**ACTIVITY**
Start at the line with "filename crates/appsvc/build.rs" in the records below, stop at the line with "let name = cmd.get_name().to_owned();", and return every line in that span exactly, the two end lines included.
════
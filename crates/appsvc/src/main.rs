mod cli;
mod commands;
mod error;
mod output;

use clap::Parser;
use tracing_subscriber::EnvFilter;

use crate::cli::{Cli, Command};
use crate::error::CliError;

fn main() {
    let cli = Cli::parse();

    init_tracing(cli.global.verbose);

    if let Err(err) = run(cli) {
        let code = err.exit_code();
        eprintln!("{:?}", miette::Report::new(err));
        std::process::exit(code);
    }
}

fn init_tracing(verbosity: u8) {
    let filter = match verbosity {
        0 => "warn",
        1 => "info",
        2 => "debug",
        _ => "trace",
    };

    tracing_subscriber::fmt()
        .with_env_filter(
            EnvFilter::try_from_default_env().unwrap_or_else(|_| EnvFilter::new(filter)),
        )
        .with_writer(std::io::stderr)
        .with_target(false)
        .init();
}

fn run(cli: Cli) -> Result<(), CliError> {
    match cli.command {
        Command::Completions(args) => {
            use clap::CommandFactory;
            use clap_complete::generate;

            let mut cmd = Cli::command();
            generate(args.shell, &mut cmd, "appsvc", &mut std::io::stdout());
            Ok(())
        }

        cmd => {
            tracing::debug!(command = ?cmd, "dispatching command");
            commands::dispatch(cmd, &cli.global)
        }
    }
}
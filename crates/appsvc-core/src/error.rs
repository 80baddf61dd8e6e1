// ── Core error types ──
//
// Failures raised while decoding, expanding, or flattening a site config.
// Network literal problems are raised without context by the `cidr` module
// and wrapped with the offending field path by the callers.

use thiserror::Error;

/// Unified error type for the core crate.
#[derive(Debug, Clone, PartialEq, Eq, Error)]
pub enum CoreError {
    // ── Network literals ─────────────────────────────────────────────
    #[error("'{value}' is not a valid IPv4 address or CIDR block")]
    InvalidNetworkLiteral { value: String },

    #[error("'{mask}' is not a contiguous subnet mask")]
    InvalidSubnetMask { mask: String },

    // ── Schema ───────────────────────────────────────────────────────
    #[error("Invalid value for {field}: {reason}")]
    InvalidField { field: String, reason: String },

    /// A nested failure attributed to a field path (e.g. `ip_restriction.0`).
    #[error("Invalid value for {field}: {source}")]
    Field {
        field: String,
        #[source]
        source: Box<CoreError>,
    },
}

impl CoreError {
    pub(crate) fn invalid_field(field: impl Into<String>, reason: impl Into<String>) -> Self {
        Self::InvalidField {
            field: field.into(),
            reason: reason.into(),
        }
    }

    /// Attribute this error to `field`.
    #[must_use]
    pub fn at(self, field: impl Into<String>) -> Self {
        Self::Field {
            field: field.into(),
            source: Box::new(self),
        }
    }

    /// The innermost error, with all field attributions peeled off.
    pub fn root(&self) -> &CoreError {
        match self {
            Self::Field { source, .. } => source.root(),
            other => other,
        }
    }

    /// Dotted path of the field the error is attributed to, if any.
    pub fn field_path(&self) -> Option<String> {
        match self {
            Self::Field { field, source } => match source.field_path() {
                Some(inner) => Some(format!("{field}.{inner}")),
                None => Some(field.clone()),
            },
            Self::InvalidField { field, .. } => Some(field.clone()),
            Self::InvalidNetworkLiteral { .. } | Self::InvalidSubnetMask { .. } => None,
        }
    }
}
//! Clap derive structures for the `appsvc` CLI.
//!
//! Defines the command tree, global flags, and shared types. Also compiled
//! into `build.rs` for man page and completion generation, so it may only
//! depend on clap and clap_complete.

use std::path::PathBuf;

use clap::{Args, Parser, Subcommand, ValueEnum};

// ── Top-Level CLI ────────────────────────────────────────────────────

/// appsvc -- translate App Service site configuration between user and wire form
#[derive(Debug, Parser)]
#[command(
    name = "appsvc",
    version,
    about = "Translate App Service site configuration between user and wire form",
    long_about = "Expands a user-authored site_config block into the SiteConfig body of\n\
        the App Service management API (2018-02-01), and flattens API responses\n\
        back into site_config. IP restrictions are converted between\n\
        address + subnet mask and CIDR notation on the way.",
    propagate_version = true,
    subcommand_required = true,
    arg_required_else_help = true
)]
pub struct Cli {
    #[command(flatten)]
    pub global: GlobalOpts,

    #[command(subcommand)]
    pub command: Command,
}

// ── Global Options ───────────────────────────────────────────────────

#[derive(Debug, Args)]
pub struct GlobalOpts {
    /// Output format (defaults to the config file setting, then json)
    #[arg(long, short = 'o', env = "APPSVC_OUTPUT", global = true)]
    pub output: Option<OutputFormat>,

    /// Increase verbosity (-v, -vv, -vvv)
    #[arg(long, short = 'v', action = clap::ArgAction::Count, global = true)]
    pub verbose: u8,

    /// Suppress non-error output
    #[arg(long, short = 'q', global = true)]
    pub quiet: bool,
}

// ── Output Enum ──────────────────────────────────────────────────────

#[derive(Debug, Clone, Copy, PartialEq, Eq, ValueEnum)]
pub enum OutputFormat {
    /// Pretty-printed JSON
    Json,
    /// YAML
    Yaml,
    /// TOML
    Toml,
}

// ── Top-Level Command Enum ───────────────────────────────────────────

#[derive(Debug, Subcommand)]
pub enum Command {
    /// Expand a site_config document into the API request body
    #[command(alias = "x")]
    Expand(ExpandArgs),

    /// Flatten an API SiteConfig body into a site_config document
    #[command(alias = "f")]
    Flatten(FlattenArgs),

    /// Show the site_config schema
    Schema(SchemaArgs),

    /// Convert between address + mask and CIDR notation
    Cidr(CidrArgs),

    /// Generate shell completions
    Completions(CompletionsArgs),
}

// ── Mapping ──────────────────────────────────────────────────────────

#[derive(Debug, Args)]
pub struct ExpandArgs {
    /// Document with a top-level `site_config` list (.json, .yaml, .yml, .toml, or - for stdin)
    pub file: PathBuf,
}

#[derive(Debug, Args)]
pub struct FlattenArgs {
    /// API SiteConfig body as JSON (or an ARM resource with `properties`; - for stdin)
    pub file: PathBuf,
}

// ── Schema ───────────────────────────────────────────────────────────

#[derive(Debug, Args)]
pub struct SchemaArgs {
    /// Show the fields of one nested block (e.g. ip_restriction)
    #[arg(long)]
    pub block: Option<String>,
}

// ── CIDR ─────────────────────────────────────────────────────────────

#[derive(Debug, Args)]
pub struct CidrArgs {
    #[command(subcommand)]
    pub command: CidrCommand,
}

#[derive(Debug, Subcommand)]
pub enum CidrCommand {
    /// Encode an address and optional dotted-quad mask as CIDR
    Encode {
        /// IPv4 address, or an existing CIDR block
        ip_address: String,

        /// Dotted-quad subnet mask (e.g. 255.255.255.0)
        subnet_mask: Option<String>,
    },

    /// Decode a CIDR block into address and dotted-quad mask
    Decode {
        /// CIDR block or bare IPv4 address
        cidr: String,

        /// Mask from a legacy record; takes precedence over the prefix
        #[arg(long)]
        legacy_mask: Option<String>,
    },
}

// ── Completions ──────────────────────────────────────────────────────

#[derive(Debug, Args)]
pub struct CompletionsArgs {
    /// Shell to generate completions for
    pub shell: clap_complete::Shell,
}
════
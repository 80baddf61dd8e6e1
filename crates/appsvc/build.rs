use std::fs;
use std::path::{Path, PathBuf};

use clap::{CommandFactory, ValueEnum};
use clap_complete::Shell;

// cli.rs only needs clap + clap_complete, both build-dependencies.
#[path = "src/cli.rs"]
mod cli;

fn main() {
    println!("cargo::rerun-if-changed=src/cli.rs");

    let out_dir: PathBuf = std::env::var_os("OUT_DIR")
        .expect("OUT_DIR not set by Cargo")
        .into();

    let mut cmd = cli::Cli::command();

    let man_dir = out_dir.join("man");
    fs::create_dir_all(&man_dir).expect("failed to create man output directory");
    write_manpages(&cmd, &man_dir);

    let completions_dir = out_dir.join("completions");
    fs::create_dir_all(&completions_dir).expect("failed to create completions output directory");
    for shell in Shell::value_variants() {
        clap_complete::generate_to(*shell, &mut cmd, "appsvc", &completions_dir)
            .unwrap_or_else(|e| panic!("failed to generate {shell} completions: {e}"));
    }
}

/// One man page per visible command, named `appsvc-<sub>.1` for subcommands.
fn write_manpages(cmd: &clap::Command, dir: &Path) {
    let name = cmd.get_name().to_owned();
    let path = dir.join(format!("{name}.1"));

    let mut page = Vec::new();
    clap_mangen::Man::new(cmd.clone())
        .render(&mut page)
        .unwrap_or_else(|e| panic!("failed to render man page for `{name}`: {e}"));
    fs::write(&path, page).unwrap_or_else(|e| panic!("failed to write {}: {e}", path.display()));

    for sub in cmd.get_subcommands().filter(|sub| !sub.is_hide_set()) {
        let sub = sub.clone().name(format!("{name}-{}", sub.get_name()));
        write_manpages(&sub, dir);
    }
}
════
**ANSWER BELOW**
filename crates/appsvc/build.rs
use std::fs;
use std::path::{Path, PathBuf};

use clap::{CommandFactory, ValueEnum};
use clap_complete::Shell;

// cli.rs only needs clap + clap_complete, both build-dependencies.
#[path = "src/cli.rs"]
mod cli;

fn main() {
    println!("cargo::rerun-if-changed=src/cli.rs");

    let out_dir: PathBuf = std::env::var_os("OUT_DIR")
        .expect("OUT_DIR not set by Cargo")
        .into();

    let mut cmd = cli::Cli::command();

    let man_dir = out_dir.join("man");
    fs::create_dir_all(&man_dir).expect("failed to create man output directory");
    write_manpages(&cmd, &man_dir);

    let completions_dir = out_dir.join("completions");
    fs::create_dir_all(&completions_dir).expect("failed to create completions output directory");
    for shell in Shell::value_variants() {
        clap_complete::generate_to(*shell, &mut cmd, "appsvc", &completions_dir)
            .unwrap_or_else(|e| panic!("failed to generate {shell} completions: {e}"));
    }
}

/// One man page per visible command, named `appsvc-<sub>.1` for subcommands.
fn write_manpages(cmd: &clap::Command, dir: &Path) {
    let name = cmd.get_name().to_owned();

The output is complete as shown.